Several studies have described the safety and efficacy of inactivated vaccines in patients using IL-1 blocking agents [12,13,14,15]. Two studies on canakinumab showed no difference in antibody titers between groups on canakinumab and subjects not on canakinumab [12, 13]. A study on anakinra also did not show a significant difference in antibody responses [14].

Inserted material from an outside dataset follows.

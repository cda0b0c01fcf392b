pub mod flight;

pub use flight::{
    aircraft_step_system, environment_sync_system, telemetry_log_system, TelemetryEvent,
};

The data on disease flares and adverse events after vaccination are conflicting. In the phase-III trial of canakinumab in 109 CAPS patients, fifteen patients received influenza vaccination, five patients pneumococcal vaccination and one patient received MMR vaccine [16]. None of these patients reported an adverse event. Also in the study of 17 CAPS patients on canakinumab, no flares were described. Adverse events included predominantly upper respiratory tract infections. However, a recent study showed that CAPS patients treated with canakinumab reacted severely after pneumococcal vaccination [17]. Twelve of 18 patients who received pneumococcal immunizations developed vaccine reactions (fever, swelling, erythema, pain), usually within hours after vaccination. Reactions lasted up to 3 weeks. In two patients pneumococcal vaccination triggered CAPS reactivation with systemic inflammation.

Conclusions

In conclusion, we have described a retrospective case series of seventeen patients who received live-attenuated vaccines while using IL-1 or IL-6 blocking medication. The current data are insufficient to draw any conclusions about the safety of these vaccines in patients using IL-1/IL-6 blockade. Therefore, more safety and efficacy data are needed before considering adaptation of guidelines. Until that time, physicians should still balance the risk of natural infection versus the risk of vaccination, including disease flares and other adverse events, for each individual patient.